Friday, December 19, 2008
I love my husband.
genuinely, creatively, spur of the moment funny.
He just called me and told me he had to poop.
This won't embarrass him.
If you were here, he'd tell you he needed to poop.
That's just what he does.
It's definitely a quirky thing about him that NO ONE expects from him.
I bet that's why he does it.
Most women should not write about their husband's bowels on their blog.
It might be humiliating and disrespectful to most men.
Not for my husband (and weirdly enough, not for my brother either. Lynsey could write about this kind of thing and Jason would be so proud).
On the phone, he tells me he needs to poop.
But he's in Wal-Mart.
That image right there almost makes me gag.
Now that everyone knows what public potties do to me, I don't have to elaborate.
I say, "You better not poop in Wal-Mart. That's so gross, I would never let you sit on our furniture or get in our bed again. I might have to divorce you."
Usually Aaron argues with me when I justify a new reason for divorce. He goes all "Jesus" on me.
My latest made-up, marriage loop hole is the stupidity clause.
It goes something like this...
"I will stay married to you unless you do something so stupid that does NOT kill you...it only severely injures you. If you do something so stupid, that everyone we know agrees was super stupid*, then if you end up in a wheel chair wearing the "oops I crapped my pants" diapers, I'm sending you back to your mother."
Sorry Grandma and Poppi. I'll drop your crippled son off on your front porch in the middle of the night. (I'll bring his diapers)
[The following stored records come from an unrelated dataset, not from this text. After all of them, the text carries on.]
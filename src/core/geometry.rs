//! Geometry cache and progress mapping.
//!
//! Layout reads are expensive on every host we care about, so the container
//! and viewport measurements are taken once and cached.  The cache is only
//! refreshed on mount and after a (debounced) resize; scroll ticks read from
//! it and never measure.

/// One measurement of the scroll container and the viewport.
///
/// Units are whatever the host scrolls in (CSS pixels, terminal rows…);
/// they only need to agree with the scroll offset.
#[derive(Debug, Clone, Copy, PartialEq)]
pub struct Geometry {
    /// Viewport height.
    pub viewport_height: f64,
    /// Document-relative top of the container.
    pub container_top: f64,
    /// Full height of the container (its scroll height).
    pub container_height: f64,
}

impl Geometry {
    pub fn new(viewport_height: f64, container_top: f64, container_height: f64) -> Self {
        Self {
            viewport_height,
            container_top,
            container_height,
        }
    }

    /// Distance the page can scroll while the container stays pinned.
    /// Zero or negative when the container is shorter than the viewport.
    pub fn scrollable_height(&self) -> f64 {
        self.container_height - self.viewport_height
    }
}

/// Map an absolute document scroll offset to normalised progress in `[0, 1]`.
///
/// Progress is 0 while the container top is at or below the viewport top and
/// reaches 1 once the page has scrolled past it by the full scrollable
/// height.  A degenerate container (`scrollable_height <= 0`) never engages
/// and always yields 0.
pub fn map_progress(scroll_offset: f64, geometry: &Geometry) -> f64 {
    let scrollable = geometry.scrollable_height();
    if !(scrollable > 0.0) || !scroll_offset.is_finite() {
        return 0.0;
    }
    let raw = (geometry.container_top - scroll_offset) * -1.0 / scrollable;
    raw.clamp(0.0, 1.0)
}

/// Cached container geometry.  Empty until the first [`refresh`](Self::refresh).
#[derive(Debug, Clone, Default)]
pub struct GeometryCache {
    geometry: Option<Geometry>,
    /// Number of refreshes so far (useful for logging and tests).
    generation: u64,
}

impl GeometryCache {
    pub fn new() -> Self {
        Self::default()
    }

    /// Store a fresh measurement.  Returns `true` when it differs from the
    /// cached one (or the cache was empty).
    pub fn refresh(&mut self, geometry: Geometry) -> bool {
        self.generation += 1;
        let changed = self.geometry != Some(geometry);
        if geometry.scrollable_height() <= 0.0 {
            tracing::debug!(
                container_height = geometry.container_height,
                viewport_height = geometry.viewport_height,
                "container shorter than viewport, stack stays at rest"
            );
        } else if changed {
            tracing::debug!(
                scrollable_height = geometry.scrollable_height(),
                container_top = geometry.container_top,
                "geometry refreshed"
            );
        }
        self.geometry = Some(geometry);
        changed
    }

    /// `true` once at least one measurement has been taken.
    pub fn is_valid(&self) -> bool {
        self.geometry.is_some()
    }

    pub fn generation(&self) -> u64 {
        self.generation
    }

    /// Progress for `scroll_offset` against the cached geometry (0 when the
    /// cache is empty).
    pub fn progress(&self, scroll_offset: f64) -> f64 {
        self.geometry
            .as_ref()
            .map_or(0.0, |g| map_progress(scroll_offset, g))
    }
}

#[cfg(test)]
mod tests {
    use super::*;
    use rstest::rstest;

    fn geometry() -> Geometry {
        // Container starts at 1000, is 3000 tall, viewport 1000 → 2000 scrollable.
        Geometry::new(1000.0, 1000.0, 3000.0)
    }

    #[rstest]
    #[case(0.0, 0.0)]
    #[case(1000.0, 0.0)]
    #[case(1500.0, 0.25)]
    #[case(2000.0, 0.5)]
    #[case(3000.0, 1.0)]
    #[case(9000.0, 1.0)]
    fn progress_rises_through_scrollable_range(#[case] scroll: f64, #[case] expected: f64) {
        assert!((map_progress(scroll, &geometry()) - expected).abs() < 1e-9);
    }

    #[rstest]
    #[case(Geometry::new(800.0, 200.0, 800.0))]
    #[case(Geometry::new(800.0, 200.0, 300.0))]
    fn degenerate_container_never_engages(#[case] g: Geometry) {
        for scroll in [0.0, 199.0, 200.0, 500.0, 10_000.0] {
            assert_eq!(map_progress(scroll, &g), 0.0);
        }
    }

    #[test]
    fn empty_cache_reports_rest() {
        let cache = GeometryCache::new();
        assert!(!cache.is_valid());
        assert_eq!(cache.progress(2000.0), 0.0);
    }

    #[test]
    fn refresh_changes_progress_at_same_offset() {
        let mut cache = GeometryCache::new();
        assert!(cache.refresh(geometry()));
        let before = cache.progress(2000.0);

        // Viewport grew: scrollable height drops from 2000 to 1500.
        assert!(cache.refresh(Geometry::new(1500.0, 1000.0, 3000.0)));
        let after = cache.progress(2000.0);

        assert!((before - 0.5).abs() < 1e-9);
        assert!((after - 1000.0 / 1500.0).abs() < 1e-9);
        assert_eq!(cache.generation(), 2);
    }

    #[test]
    fn identical_refresh_reports_unchanged() {
        let mut cache = GeometryCache::new();
        cache.refresh(geometry());
        assert!(!cache.refresh(geometry()));
    }
}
Now, if Aaron gets injured in a normal way...or it is an accident, and ends up in a wheel chair, that's different. I will love and serve him faithfully until I die. Accidents happen, and I will get to learn how to love Aaron in sickness, like I've loved him in health.
But I'm married to a man that thinks hanging off of roofs is fun, and doing acrobats off of ladders as tall as our church is a thrill. Crazy!! I can't make him stop that stuff. He won't agree to quitting. Instead, he bought a gigantic life insurance policy on himself. I guess that's something.
When someone comes to me and says, "You ought to see what your husband is doing. He's insane," I calmly say..."I don't want to see what he is doing, but will you go in there and say this to him..."Your wife wants to remind you of the stupidity clause."
On the phone today, instead of arguing that marriage is forever, even if diapers are involved, or Wal-Mart bathrooms, Aaron instead said...
"I know. I wouldn't poop here. I think you could definitely argue marital unfaithfulness and legitimately divorce me since I might get as many diseases sitting on a Wal-Mart potty as I would picking up a prostitute."
Much laughter from the wife.
He's a funny man.
* I imagine the process of determining whether I change Aaron's diapers for life, or send him to his mother to go like this...I get all our friends together. I tell them what Aaron did to cause the injury. I will probably be saying something like..."He was at the river. A group of guys were with him. There was a rope swing. The other guys were saying, "How will we know if the water is deep enough?" And then Aaron said, "I'll go see" and then he did a back flip, off the swing into the shallow water and broke his neck. Raise your hand if you think that was stupid. If the majority thinks it was, then I'm packing his "Going to Grandma's" suitcase.